Trichodermamides A-F uploaded
https://www.ohira-sum.com/wp-content/uploads/2026/01/jacs25-43342.pdf
シス−オキサザデカリンという変わったヘテロ環骨格をもつ化合物の合成で,この環系をいかに効率よく構築するかが鍵となります。チロシンt-ブチルエステルから4段階で収率良く合成できるTroc保護されたヒドロキシルアミンを用い,一重項酸素の[4+2]付加でフェノールを酸化的に脱芳香化し,p-ヒドロキシルジエニルケトンとすると,分子内マイケル反応によって一挙に目的物が得られます。ただし,液-気の二層反応で,さらに十分な光の照射が必要なため,通常の条件では実用的収率は得られません。フロー合成の装置を工夫することが必要で,これが成功し,6個の天然物の発散的合成に繋がりました。縮環部分の立体が異なる副生成物が生じるのですが,幸運にも,水の脱離,付加を経て(多分),熱力学的に安定な目的物への異性化が可能でした。
6個の天然物への誘導は,オキサザデカリン環状の官能基修飾で,立体選択的な1,2酸化,SN2置換反応,1,3シグマトロピーなどを用いて,効率よく行っています。

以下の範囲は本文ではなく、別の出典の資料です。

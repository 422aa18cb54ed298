// crates/sqlgate-server/src/lib.rs
// ============================================================================
// Module: sqlgate Server Library
// Description: HTTP surface for the multi-tenant SQL gateway.
// Purpose: Map HTTP requests onto the gateway pipeline and shape responses.
// Dependencies: axum, tokio, tower-http, sqlgate-core, sqlgate-config
// ============================================================================

//! ## Overview
//! `sqlgate-server` exposes `POST /new` to issue identifiers and `POST /api`
//! to execute one statement against a tenant store. Every response uses the
//! [`sqlgate_core::ResponseEnvelope`] wire shape.
//! Security posture: request bodies are untrusted; tenant identifiers and SQL
//! text are never written to audit logs.

// ============================================================================
// SECTION: Modules
// ============================================================================

pub mod audit;
pub mod docs;
pub mod server;

// ============================================================================
// SECTION: Re-Exports
// ============================================================================

pub use audit::AuditSink;
pub use audit::LifecycleAuditEvent;
pub use audit::MemoryAuditSink;
pub use audit::NoopAuditSink;
pub use audit::RequestAuditEvent;
pub use audit::RequestAuditEventParams;
pub use audit::StderrAuditSink;
pub use server::BODY_TOO_LARGE_MESSAGE;
pub use server::GatewayServer;
pub use server::ServerError;
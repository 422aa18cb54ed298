// crates/sqlgate-core/src/envelope.rs
// ============================================================================
// Module: Response Envelope
// Description: Uniform success/failure wire shape for gateway responses.
// Purpose: Never leak storage paths or internal detail to clients.
// Dependencies: serde
// ============================================================================

//! ## Overview
//! Every response carries a boolean `success` marker. Success envelopes carry
//! `data` or an issued `id`; failure envelopes carry `error`, built from
//! [`GatewayError::client_message`].

use serde::Serialize;

use crate::gateway::GatewayError;
use crate::identifiers::TenantId;
use crate::outcome::StatementOutcome;

/// Message attached to a freshly issued identifier.
pub const ISSUED_MESSAGE: &str = "Store reserved. Use this ID for all requests.";

/// Wire response envelope.
#[derive(Debug, Clone, PartialEq, Serialize)]
pub struct ResponseEnvelope {
    /// Whether the request succeeded.
    pub success: bool,
    /// Issued identifier for create requests.
    #[serde(skip_serializing_if = "Option::is_none")]
    pub id: Option<TenantId>,
    /// Statement outcome for execute requests.
    #[serde(skip_serializing_if = "Option::is_none")]
    pub data: Option<StatementOutcome>,
    /// Informational message.
    #[serde(skip_serializing_if = "Option::is_none")]
    pub message: Option<String>,
    /// Client-safe failure message.
    #[serde(skip_serializing_if = "Option::is_none")]
    pub error: Option<String>,
}

impl ResponseEnvelope {
    /// Success envelope for an issued identifier.
    #[must_use]
    pub fn issued(id: TenantId) -> Self {
        Self {
            success: true,
            id: Some(id),
            data: None,
            message: Some(ISSUED_MESSAGE.to_string()),
            error: None,
        }
    }

    /// Success envelope carrying a statement outcome.
    #[must_use]
    pub const fn success(data: StatementOutcome) -> Self {
        Self {
            success: true,
            id: None,
            data: Some(data),
            message: None,
            error: None,
        }
    }

    /// Failure envelope with an explicit message.
    #[must_use]
    pub fn failure(message: impl Into<String>) -> Self {
        Self {
            success: false,
            id: None,
            data: None,
            message: None,
            error: Some(message.into()),
        }
    }

    /// Failure envelope for a classified gateway error.
    #[must_use]
    pub fn from_error(error: &GatewayError) -> Self {
        Self::failure(error.client_message())
    }

    /// Shapes a pipeline result.
    #[must_use]
    pub fn from_result(result: &Result<StatementOutcome, GatewayError>) -> Self {
        match result {
            Ok(outcome) => Self::success(outcome.clone()),
            Err(error) => Self::from_error(error),
        }
    }
}

#[cfg(test)]
mod tests {
    #![allow(
        clippy::panic,
        clippy::unwrap_used,
        clippy::expect_used,
        reason = "Test-only assertions."
    )]

    use serde_json::json;

    use super::ResponseEnvelope;
    use crate::gateway::GatewayError;
    use crate::outcome::MutationSummary;
    use crate::outcome::StatementOutcome;

    #[test]
    fn store_unavailable_hides_detail() {
        let error = GatewayError::StoreUnavailable("/srv/data/abc.db: permission denied".into());
        let value = serde_json::to_value(ResponseEnvelope::from_error(&error)).unwrap();
        assert_eq!(value, json!({"success": false, "error": "Store unavailable."}));
    }

    #[test]
    fn statement_error_is_forwarded_verbatim() {
        let error = GatewayError::Statement("near \"SELEC\": syntax error".into());
        let value = serde_json::to_value(ResponseEnvelope::from_error(&error)).unwrap();
        assert_eq!(value["error"], json!("near \"SELEC\": syntax error"));
    }

    #[test]
    fn mutation_summary_uses_wire_field_names() {
        let outcome = StatementOutcome::Mutation(MutationSummary {
            changes: 1,
            last_insert_rowid: 7,
        });
        let value = serde_json::to_value(ResponseEnvelope::success(outcome)).unwrap();
        assert_eq!(value, json!({"success": true, "data": {"changes": 1, "lastInsertRowid": 7}}));
    }

    #[test]
    fn empty_row_set_serializes_as_array() {
        let value =
            serde_json::to_value(ResponseEnvelope::success(StatementOutcome::Rows(Vec::new())))
                .unwrap();
        assert_eq!(value, json!({"success": true, "data": []}));
    }
}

The key step was efficiently constructing the unusual heterocyclic system, cis-oxazadecalin. A Troc-protected hydroxylamine, synthesized in four steps from a tyrosine t-butyl ester, was used to oxidatively de-aromatize the phenol via a [4+2] addition of singlet oxygen, forming a p-hydroxy-dienyl ketone. The target compound is then obtained in one pot via an intramolecular Michael reaction. However, this reaction is carried out under a liquid-gas two-phase system and requires sufficient light irradiation, so it cannot be performed under normal batch conditions. A particular flow reactor was devised, which led to the divergent synthesis of six natural products. A by-product with undesired stereochemistry in the fused portion was generated, but it could be isomerized to the thermodynamically stable desired product through the elimination and addition of water.
Derivatization of the six natural products was efficiently achieved through functional group modifications on the oxazadecalin ring using stereoselective 1,2-oxidation, SN2 substitutions, and 1,3-sigmatropic rearrangements.